No record may be left out; print them all verbatim.

── Provided information

impl DeckWriter {
    /// Create a writer using the default slide style.
    pub fn new() -> Self {
        Self::default()
    }

    /// Use a custom slide style.
    pub fn with_style(mut self, style: SlideStyle) -> Self {
        self.style = style;
        self
    }

    /// Set the document title stored in the package properties.
    pub fn with_title(mut self, title: impl Into<String>) -> Self {
        self.title = Some(title.into());
        self
    }

    /// Write a complete PPTX package to `writer`, one slide per descriptor.
    pub fn write<'a, W, I>(&self, slides: I, writer: W) -> Result<W>
    where
        W: Write + Seek,
        I: IntoIterator<Item = &'a SlideDescriptor>,
    {
        let slides: Vec<&SlideDescriptor> = slides.into_iter().collect();
        let mut zip = ZipWriter::new(writer);

        add_part(&mut zip, "[Content_Types].xml", &content_types_xml(slides.len()).map_err(xml_err)?)?;
        add_part(&mut zip, "_rels/.rels", &root_rels_xml().map_err(xml_err)?)?;
        add_part(&mut zip, "docProps/core.xml", &core_xml(self.title.as_deref()).map_err(xml_err)?)?;
        add_part(&mut zip, "docProps/app.xml", &app_xml(slides.len()).map_err(xml_err)?)?;

        add_part(&mut zip, "ppt/presentation.xml", &self.presentation_xml(slides.len()).map_err(xml_err)?)?;
        add_part(
            &mut zip,
            "ppt/_rels/presentation.xml.rels",
            &presentation_rels_xml(slides.len()).map_err(xml_err)?,
        )?;
        add_part(&mut zip, "ppt/presProps.xml", PRES_PROPS.as_bytes())?;
        add_part(&mut zip, "ppt/viewProps.xml", VIEW_PROPS.as_bytes())?;
        add_part(&mut zip, "ppt/tableStyles.xml", TABLE_STYLES.as_bytes())?;
        add_part(&mut zip, "ppt/theme/theme1.xml", THEME.as_bytes())?;
        add_part(&mut zip, "ppt/slideMasters/slideMaster1.xml", SLIDE_MASTER.as_bytes())?;
        add_part(
            &mut zip,
            "ppt/slideMasters/_rels/slideMaster1.xml.rels",
            SLIDE_MASTER_RELS.as_bytes(),
        )?;
        add_part(&mut zip, "ppt/slideLayouts/slideLayout1.xml", SLIDE_LAYOUT.as_bytes())?;
        add_part(
            &mut zip,
            "ppt/slideLayouts/_rels/slideLayout1.xml.rels",
            SLIDE_LAYOUT_RELS.as_bytes(),
        )?;

        for (i, slide) in slides.iter().enumerate() {
            let n = i + 1;
            let xml = self.slide_xml(slide).map_err(xml_err)?;
            add_part(&mut zip, &format!("ppt/slides/slide{}.xml", n), &xml)?;
            add_part(
                &mut zip,
                &format!("ppt/slides/_rels/slide{}.xml.rels", n),
                SLIDE_RELS.as_bytes(),
            )?;
        }

        log::debug!("Wrote {} slides", slides.len());

        zip.finish()
            .map_err(|e| Error::ZipError(format!("Failed to finish archive: {}", e)))
    }

    /// Write a complete PPTX package into memory.
    pub fn to_bytes<'a, I>(&self, slides: I) -> Result<Vec<u8>>
    where
        I: IntoIterator<Item = &'a SlideDescriptor>,
    {
        Ok(self.write(slides, Cursor::new(Vec::new()))?.into_inner())
    }

    fn presentation_xml(&self, slide_count: usize) -> XmlResult<Vec<u8>> {
        let cx = cm_to_emu(self.style.slide_width).to_string();
        let cy = cm_to_emu(self.style.slide_height).to_string();
        let master_id = SLIDE_MASTER_ID.to_string();

        let mut w = new_document()?;
        w.create_element("p:presentation")
            .with_attribute(("xmlns:a", NS_A))
            .with_attribute(("xmlns:r", NS_R))
            .with_attribute(("xmlns:p", NS_P))
            .with_attribute(("saveSubsetFonts", "1"))
            .write_inner_content(|w| {
                w.create_element("p:sldMasterIdLst").write_inner_content(|w| {
                    w.create_element("p:sldMasterId")
                        .with_attribute(("id", master_id.as_str()))
                        .with_attribute(("r:id", "rId1"))
                        .write_empty()?;
                    Ok::<(), quick_xml::Error>(())
                })?;

                if slide_count > 0 {
                    w.create_element("p:sldIdLst").write_inner_content(|w| {
                        for i in 0..slide_count {
                            let id = (FIRST_SLIDE_ID + i).to_string();
                            let rid = format!("rId{}", FIRST_SLIDE_REL + i);
                            w.create_element("p:sldId")
                                .with_attribute(("id", id.as_str()))
                                .with_attribute(("r:id", rid.as_str()))
                                .write_empty()?;
                        }
                        Ok::<(), quick_xml::Error>(())
                    })?;
                }

                w.create_element("p:sldSz")
                    .with_attribute(("cx", cx.as_str()))
                    .with_attribute(("cy", cy.as_str()))
                    .write_empty()?;
                w.create_element("p:notesSz")
                    .with_attribute(("cx", "6858000"))
                    .with_attribute(("cy", "9144000"))
                    .write_empty()?;
                Ok::<(), quick_xml::Error>(())
            })?;
        Ok(w.into_inner())
    }

    fn slide_xml(&self, slide: &SlideDescriptor) -> XmlResult<Vec<u8>> {
        let style = &self.style;

        let mut w = new_document()?;
        w.create_element("p:sld")
            .with_attribute(("xmlns:a", NS_A))
            .with_attribute(("xmlns:r", NS_R))
            .with_attribute(("xmlns:p", NS_P))
            .write_inner_content(|w| {
                w.create_element("p:cSld").write_inner_content(|w| {
                    write_background(w, style.background)?;
                    w.create_element("p:spTree").write_inner_content(|w| {
                        write_group_properties(w)?;
                        write_transcript_box(w, style, &slide.runs)?;
                        write_frame(w, style)?;
                        if let Some(page) = slide.page {
                            write_page_box(w, style, &page.label())?;
                        }
                        Ok::<(), quick_xml::Error>(())
                    })?;
                    Ok::<(), quick_xml::Error>(())
                })?;
                w.create_element("p:clrMapOvr").write_inner_content(|w| {
                    w.create_element("a:masterClrMapping").write_empty()?;
                    Ok::<(), quick_xml::Error>(())
                })?;
                Ok::<(), quick_xml::Error>(())
            })?;
        Ok(w.into_inner())
    }
}
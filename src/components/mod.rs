//! Reusable UI component modules.
//!
//! SYSTEM CONTEXT
//! ==============
//! Components render presentational pieces and read shared state from Leptos
//! context providers; none of them talk to the network.

pub mod loader;
pub mod navbar;
pub mod no_chat_selected;
pub mod password_field;
pub mod sidebar_skeleton;
pub mod toaster;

────

Answer section =
impl DeckWriter {
    /// Create a writer using the default slide style.
    pub fn new() -> Self {
        Self::default()
    }

    /// Use a custom slide style.
    pub fn with_style(mut self, style: SlideStyle) -> Self {
        self.style = style;
        self
    }

    /// Set the document title stored in the package properties.
    pub fn with_title(mut self, title: impl Into<String>) -> Self {
        self.title = Some(title.into());
        self
    }

    /// Write a complete PPTX package to `writer`, one slide per descriptor.
    pub fn write<'a, W, I>(&self, slides: I, writer: W) -> Result<W>
    where
        W: Write + Seek,
        I: IntoIterator<Item = &'a SlideDescriptor>,
    {
        let slides: Vec<&SlideDescriptor> = slides.into_iter().collect();
        let mut zip = ZipWriter::new(writer);

        add_part(&mut zip, "[Content_Types].xml", &content_types_xml(slides.len()).map_err(xml_err)?)?;
        add_part(&mut zip, "_rels/.rels", &root_rels_xml().map_err(xml_err)?)?;
        add_part(&mut zip, "docProps/core.xml", &core_xml(self.title.as_deref()).map_err(xml_err)?)?;
        add_part(&mut zip, "docProps/app.xml", &app_xml(slides.len()).map_err(xml_err)?)?;

        add_part(&mut zip, "ppt/presentation.xml", &self.presentation_xml(slides.len()).map_err(xml_err)?)?;
        add_part(
            &mut zip,
            "ppt/_rels/presentation.xml.rels",
            &presentation_rels_xml(slides.len()).map_err(xml_err)?,
        )?;
        add_part(&mut zip, "ppt/presProps.xml", PRES_PROPS.as_bytes())?;
        add_part(&mut zip, "ppt/viewProps.xml", VIEW_PROPS.as_bytes())?;
        add_part(&mut zip, "ppt/tableStyles.xml", TABLE_STYLES.as_bytes())?;
        add_part(&mut zip, "ppt/theme/theme1.xml", THEME.as_bytes())?;
        add_part(&mut zip, "ppt/slideMasters/slideMaster1.xml", SLIDE_MASTER.as_bytes())?;
        add_part(
            &mut zip,
            "ppt/slideMasters/_rels/slideMaster1.xml.rels",
            SLIDE_MASTER_RELS.as_bytes(),
        )?;
        add_part(&mut zip, "ppt/slideLayouts/slideLayout1.xml", SLIDE_LAYOUT.as_bytes())?;
        add_part(
            &mut zip,
            "ppt/slideLayouts/_rels/slideLayout1.xml.rels",
            SLIDE_LAYOUT_RELS.as_bytes(),
        )?;

        for (i, slide) in slides.iter().enumerate() {
            let n = i + 1;
            let xml = self.slide_xml(slide).map_err(xml_err)?;
            add_part(&mut zip, &format!("ppt/slides/slide{}.xml", n), &xml)?;
            add_part(
                &mut zip,
                &format!("ppt/slides/_rels/slide{}.xml.rels", n),
                SLIDE_RELS.as_bytes(),
            )?;
        }

        log::debug!("Wrote {} slides", slides.len());

        zip.finish()
            .map_err(|e| Error::ZipError(format!("Failed to finish archive: {}", e)))
    }

    /// Write a complete PPTX package into memory.
    pub fn to_bytes<'a, I>(&self, slides: I) -> Result<Vec<u8>>
    where
        I: IntoIterator<Item = &'a SlideDescriptor>,
    {
        Ok(self.write(slides, Cursor::new(Vec::new()))?.into_inner())
    }

    fn presentation_xml(&self, slide_count: usize) -> XmlResult<Vec<u8>> {
        let cx = cm_to_emu(self.style.slide_width).to_string();
        let cy = cm_to_emu(self.style.slide_height).to_string();
        let master_id = SLIDE_MASTER_ID.to_string();

        let mut w = new_document()?;
        w.create_element("p:presentation")
            .with_attribute(("xmlns:a", NS_A))
            .with_attribute(("xmlns:r", NS_R))
            .with_attribute(("xmlns:p", NS_P))
            .with_attribute(("saveSubsetFonts", "1"))
            .write_inner_content(|w| {
                w.create_element("p:sldMasterIdLst").write_inner_content(|w| {
                    w.create_element("p:sldMasterId")
                        .with_attribute(("id", master_id.as_str()))
                        .with_attribute(("r:id", "rId1"))
                        .write_empty()?;
                    Ok::<(), quick_xml::Error>(())
                })?;

                if slide_count > 0 {
                    w.create_element("p:sldIdLst").write_inner_content(|w| {
                        for i in 0..slide_count {
                            let id = (FIRST_SLIDE_ID + i).to_string();
                            let rid = format!("rId{}", FIRST_SLIDE_REL + i);
                            w.create_element("p:sldId")
                                .with_attribute(("id", id.as_str()))
                                .with_attribute(("r:id", rid.as_str()))
                                .write_empty()?;
                        }
                        Ok::<(), quick_xml::Error>(())
                    })?;
                }

                w.create_element("p:sldSz")
                    .with_attribute(("cx", cx.as_str()))
                    .with_attribute(("cy", cy.as_str()))
                    .write_empty()?;
                w.create_element("p:notesSz")
                    .with_attribute(("cx", "6858000"))
                    .with_attribute(("cy", "9144000"))
                    .write_empty()?;
                Ok::<(), quick_xml::Error>(())
            })?;
        Ok(w.into_inner())
    }

    fn slide_xml(&self, slide: &SlideDescriptor) -> XmlResult<Vec<u8>> {
        let style = &self.style;

        let mut w = new_document()?;
        w.create_element("p:sld")
            .with_attribute(("xmlns:a", NS_A))
            .with_attribute(("xmlns:r", NS_R))
            .with_attribute(("xmlns:p", NS_P))
            .write_inner_content(|w| {
                w.create_element("p:cSld").write_inner_content(|w| {
                    write_background(w, style.background)?;
                    w.create_element("p:spTree").write_inner_content(|w| {
                        write_group_properties(w)?;
                        write_transcript_box(w, style, &slide.runs)?;
                        write_frame(w, style)?;
                        if let Some(page) = slide.page {
                            write_page_box(w, style, &page.label())?;
                        }
                        Ok::<(), quick_xml::Error>(())
                    })?;
                    Ok::<(), quick_xml::Error>(())
                })?;
                w.create_element("p:clrMapOvr").write_inner_content(|w| {
                    w.create_element("a:masterClrMapping").write_empty()?;
                    Ok::<(), quick_xml::Error>(())
                })?;
                Ok::<(), quick_xml::Error>(())
            })?;
        Ok(w.into_inner())
    }
}
filename src/components/mod.rs
//! Reusable UI component modules.
//!
//! SYSTEM CONTEXT
//! ==============
//! Components render presentational pieces and read shared state from Leptos
//! context providers; none of them talk to the network.

pub mod loader;
pub mod navbar;
pub mod no_chat_selected;
pub mod password_field;
pub mod sidebar_skeleton;
pub mod toaster;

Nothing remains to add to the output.